Os próceres da elegância frívola teriam de admitir que as mesmas farpelas podem aterrar no corpo de um boçal e que, por esse efeito, o boçal se transfigura num elegante. Dirão, em sua defesa (e sob juramento da sua própria incoerência), que a elegância não contrasta com a boçalidade. Sem perceberem, dão o flanco: pois a elegância seria sinónimo de castas superiores, não compatível a sua pertença com a admissão a concurso dos endinheirados boçais.

As contradições fazem o seu caminho. Os mandatários da elegância apavoram-se com as boçais exibições dos que não têm a devida linhagem. O dinheiro disfarça as fragilidades que, sem a sua caução, seriam obstáculo à admissão dos boçais no escol dos elegantes. Ficam longe da lucidez que seria advertência para a frivolidade da gramática da elegância. Afinal, ele há elegantes que começam por ser deselegantes mal abrem a boca ou se destratam em público. Mas usam as muito elegantes farpelas, que são o salvo-conduto da elegância automática.
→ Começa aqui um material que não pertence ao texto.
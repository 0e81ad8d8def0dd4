//! [`Command`] for booking a [`Room`].

use common::{
    operations::{By, Commit, Insert, Lock, Select, Transact, Transacted},
    Date, DateTime,
};
use derive_more::{Display, Error, From};
use tracerr::Traced;
use tracing as log;

use crate::{
    domain::{booking, room, Booking, Room},
    infra::{database, database::constraint, Database},
    policy::{self, Caller},
    query, Service,
};

use super::Command;

/// [`Command`] for booking a [`Room`].
#[derive(Clone, Copy, Debug)]
pub struct CreateBooking {
    /// [`Caller`] making the [`Booking`].
    pub caller: Caller,

    /// ID of the [`Room`] to book.
    pub room_id: room::Id,

    /// Check-in [`Date`].
    pub check_in: Date,

    /// Check-out [`Date`].
    pub check_out: Date,

    /// Number of [`booking::Guests`] staying.
    pub guests: booking::Guests,
}

impl<Db> Command<CreateBooking> for Service<Db>
where
    Db: Database<
            Select<By<Option<Room>, room::Id>>,
            Ok = Option<Room>,
            Err = Traced<database::Error>,
        > + Database<
            Select<By<Vec<Booking>, room::Id>>,
            Ok = Vec<Booking>,
            Err = Traced<database::Error>,
        > + Database<Transact, Err = Traced<database::Error>>,
    Transacted<Db>: Database<
            Select<By<Vec<Booking>, room::Id>>,
            Ok = Vec<Booking>,
            Err = Traced<database::Error>,
        > + Database<Lock<By<Room, room::Id>>, Err = Traced<database::Error>>
        + Database<Insert<Booking>, Err = Traced<database::Error>>
        + Database<Commit, Err = Traced<database::Error>>,
{
    type Ok = Booking;
    type Err = Traced<ExecutionError>;

    async fn execute(
        &self,
        cmd: CreateBooking,
    ) -> Result<Self::Ok, Self::Err> {
        use ExecutionError as E;

        let CreateBooking {
            caller,
            room_id,
            check_in,
            check_out,
            guests,
        } = cmd;

        policy::book(caller)
            .ok()
            .map_err(tracerr::from_and_wrap!(=> E))?;

        let room = self
            .database()
            .execute(Select(By::<Option<Room>, _>::new(room_id)))
            .await
            .map_err(tracerr::map_from_and_wrap!(=> E))?
            .ok_or(E::RoomNotExists(room_id))
            .map_err(tracerr::wrap!())?;

        if !guests.fit(room.max_occupancy) {
            return Err(tracerr::new!(E::CapacityExceeded {
                guests,
                max: room.max_occupancy,
            }));
        }

        let period = booking::Period::new(check_in, check_out);
        if let Ok(period) = &period {
            if !query::room::is_available(self.database(), room.id, period)
                .await
                .map_err(tracerr::map_from_and_wrap!(=> E))?
            {
                return Err(tracerr::new!(E::RoomNotAvailable(room.id)));
            }
        }

        if check_in < Date::today() {
            return Err(tracerr::new!(E::CheckInInPast(check_in)));
        }
        let period = period.map_err(tracerr::from_and_wrap!(=> E))?;

        let total_price = period
            .price(room.price)
            .ok_or(E::PriceOverflow(period))
            .map_err(tracerr::wrap!())?;

        let booking = Booking {
            id: booking::Id::new(),
            user_id: caller.id,
            room_id: room.id,
            hotel_id: room.hotel_id,
            period,
            guests,
            total_price,
            status: booking::Status::Confirmed,
            created_at: DateTime::now().coerce(),
            cancelled_at: None,
        };

        let tx = self
            .database()
            .execute(Transact)
            .await
            .map_err(tracerr::map_from_and_wrap!(=> E))?;

        // Avoid concurrent bookings of the same `Room`.
        tx.execute(Lock(By::<Room, _>::new(room.id)))
            .await
            .map_err(tracerr::map_from_and_wrap!(=> E))
            .map(drop)?;

        if !query::room::is_available(&tx, room.id, &period)
            .await
            .map_err(tracerr::map_from_and_wrap!(=> E))?
        {
            return Err(tracerr::new!(E::RoomNotAvailable(room.id)));
        }

        tx.execute(Insert(booking.clone()))
            .await
            .map_err(|e| {
                if e.as_ref()
                    .is_constraint_violation(constraint::BOOKING_PERIOD)
                {
                    tracerr::new!(E::RoomNotAvailable(room.id))
                } else {
                    (tracerr::map_from_and_wrap!(=> E))(e)
                }
            })
            .map(drop)?;
        tx.execute(Commit)
            .await
            .map_err(tracerr::map_from_and_wrap!(=> E))
            .map(drop)?;

        log::info!(
            booking_id = %booking.id,
            room_id = %booking.room_id,
            nights = booking.period.nights(),
            "booking confirmed",
        );

        Ok(booking)
    }
}

/// Error of [`CreateBooking`] [`Command`] execution.
#[derive(Debug, Display, Error, From)]
pub enum ExecutionError {
    /// [`booking::Guests`] exceed the [`room::Occupancy`] of the [`Room`].
    #[display("{guests} guests exceed {max} maximum occupancy")]
    #[from(ignore)]
    CapacityExceeded {
        /// Requested [`booking::Guests`].
        guests: booking::Guests,

        /// Maximum [`room::Occupancy`] of the [`Room`].
        max: room::Occupancy,
    },

    /// Check-in [`Date`] is in the past.
    #[display("`{_0}` check-in date is in the past")]
    #[from(ignore)]
    CheckInInPast(#[error(not(source))] Date),

    /// [`Database`] error.
    #[display("`Database` operation failed: {_0}")]
    Db(database::Error),

    /// [`Caller`] is not allowed to book [`Room`]s.
    #[display("Forbidden: {_0}")]
    Forbidden(policy::Reason),

    /// Check-out [`Date`] is not after the check-in one.
    #[display("Invalid dates: {_0}")]
    InvalidPeriod(booking::InvalidRange),

    /// Total price of the [`booking::Period`] doesn't fit into the amount.
    #[display("Total price of `{_0:?}` overflows")]
    #[from(ignore)]
    PriceOverflow(#[error(not(source))] booking::Period),

    /// [`Room`] is already booked for an overlapping [`booking::Period`].
    #[display("`Room(id: {_0})` is not available")]
    #[from(ignore)]
    RoomNotAvailable(#[error(not(source))] room::Id),

    /// [`Room`] with the provided ID does not exist.
    #[display("`Room(id: {_0})` does not exist")]
    #[from(ignore)]
    RoomNotExists(#[error(not(source))] room::Id),
}

#[cfg(test)]
mod spec {
    use common::{
        operations::{Insert, Update},
        Date, Money,
    };

    use crate::{
        command::Command as _,
        domain::{booking, room, user::Role, Room},
        infra::database::Memory,
        policy::Caller,
        query::room::IsAvailable,
        test_util, Service,
    };

    use super::{CreateBooking, ExecutionError};

    async fn setup() -> (Service<Memory>, Room) {
        let svc = test_util::service();
        let owner = test_util::caller(Role::Owner);
        let hotel = test_util::hotel(&owner);
        let room = test_util::room(&hotel, "101", 100);
        svc.database().execute(Insert(hotel)).await.unwrap();
        svc.database().execute(Insert(room.clone())).await.unwrap();
        (svc, room)
    }

    fn cmd(caller: Caller, room: &Room, from: i64, to: i64) -> CreateBooking {
        CreateBooking {
            caller,
            room_id: room.id,
            check_in: test_util::day(from),
            check_out: test_util::day(to),
            guests: booking::Guests::new(2).unwrap(),
        }
    }

    #[tokio::test]
    async fn books_available_room() {
        let (svc, room) = setup().await;
        let guest = test_util::caller(Role::Customer);

        let booking = svc.execute(cmd(guest, &room, 10, 13)).await.unwrap();

        assert_eq!(booking.user_id, guest.id);
        assert_eq!(booking.hotel_id, room.hotel_id);
        assert_eq!(booking.status, booking::Status::Confirmed);
        assert_eq!(booking.total_price, Money::new(300.into()).unwrap());
        assert_eq!(svc.database().bookings().await.len(), 1);
    }

    #[tokio::test]
    async fn same_day_check_in_is_allowed() {
        let (svc, room) = setup().await;
        let guest = test_util::caller(Role::Customer);

        let booking = svc.execute(cmd(guest, &room, 0, 1)).await.unwrap();

        assert_eq!(booking.period.check_in(), Date::today());
    }

    #[tokio::test]
    async fn no_double_booking() {
        let (svc, room) = setup().await;
        let guest = test_util::caller(Role::Customer);
        _ = svc.execute(cmd(guest, &room, 10, 14)).await.unwrap();

        let err = svc.execute(cmd(guest, &room, 12, 16)).await.unwrap_err();
        assert!(matches!(err.into_inner(), ExecutionError::RoomNotAvailable(_)));

        let adjacent = svc.execute(cmd(guest, &room, 14, 17)).await;
        assert!(adjacent.is_ok(), "{adjacent:?}");
    }

    #[tokio::test]
    async fn cancelled_bookings_free_room() {
        let (svc, room) = setup().await;
        let guest = test_util::caller(Role::Customer);
        let first = svc.execute(cmd(guest, &room, 10, 14)).await.unwrap();
        let cancelled = svc
            .database()
            .execute(Update(booking::Transition {
                id: first.id,
                expected: booking::Status::Confirmed,
                status: booking::Status::Cancelled,
                cancelled_at: None,
            }))
            .await
            .unwrap();
        assert!(cancelled);

        let rebooked = svc.execute(cmd(guest, &room, 11, 13)).await;

        assert!(rebooked.is_ok(), "{rebooked:?}");
    }

    #[tokio::test]
    async fn agrees_with_availability_query() {
        let (svc, room) = setup().await;
        let guest = test_util::caller(Role::Customer);
        let is_free = |from, to| {
            svc.execute(IsAvailable {
                room_id: room.id,
                period: booking::Period::new(
                    test_util::day(from),
                    test_util::day(to),
                )
                .unwrap(),
            })
        };
        assert!(is_free(10, 14).await.unwrap());

        _ = svc.execute(cmd(guest, &room, 10, 14)).await.unwrap();

        assert!(!is_free(12, 16).await.unwrap());
        let err = svc.execute(cmd(guest, &room, 12, 16)).await.unwrap_err();
        assert!(matches!(err.into_inner(), ExecutionError::RoomNotAvailable(_)));

        assert!(is_free(14, 17).await.unwrap());
        let adjacent = svc.execute(cmd(guest, &room, 14, 17)).await;
        assert!(adjacent.is_ok(), "{adjacent:?}");
    }

    #[tokio::test]
    async fn concurrent_overlap_is_rejected_by_storage() {
        let (svc, room) = setup().await;
        let guest = test_util::caller(Role::Customer);
        _ = svc.execute(cmd(guest, &room, 10, 14)).await.unwrap();

        let err = test_util::stale(&svc)
            .execute(cmd(guest, &room, 12, 16))
            .await
            .unwrap_err();

        assert!(matches!(err.into_inner(), ExecutionError::RoomNotAvailable(_)));
        assert_eq!(svc.database().bookings().await.len(), 1);
    }

    #[tokio::test]
    async fn validates_request() {
        let (svc, room) = setup().await;
        let guest = test_util::caller(Role::Customer);

        let err = svc.execute(cmd(guest, &room, -1, 2)).await.unwrap_err();
        assert!(matches!(err.into_inner(), ExecutionError::CheckInInPast(_)));

        let err = svc.execute(cmd(guest, &room, 5, 5)).await.unwrap_err();
        assert!(matches!(err.into_inner(), ExecutionError::InvalidPeriod(_)));

        let err = svc
            .execute(CreateBooking {
                guests: booking::Guests::new(3).unwrap(),
                ..cmd(guest, &room, 5, 6)
            })
            .await
            .unwrap_err();
        assert!(matches!(
            err.into_inner(),
            ExecutionError::CapacityExceeded { .. },
        ));

        let err = svc
            .execute(CreateBooking {
                room_id: room::Id::new(),
                ..cmd(guest, &room, 5, 6)
            })
            .await
            .unwrap_err();
        assert!(matches!(err.into_inner(), ExecutionError::RoomNotExists(_)));

        assert!(svc.database().bookings().await.is_empty());
    }

    #[tokio::test]
    async fn owners_cannot_book() {
        let (svc, room) = setup().await;

        let err = svc
            .execute(cmd(test_util::caller(Role::Owner), &room, 10, 12))
            .await
            .unwrap_err();

        assert!(matches!(err.into_inner(), ExecutionError::Forbidden(_)));
    }
}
Louve-se a magnanimidade dos jurados da elegância, aptos a admitir a concurso os que disfarçam a deselegância atrás do vitral da aparência. Democrático mais democrático, é difícil de inventariar. O democrático pesar não esconde os termos da contenda: quem quer ser elegante – nos termos dos curadores da elegância, ou noutros termos em que seja tratada a elegância – se a elegância é o idioma da frivolidade?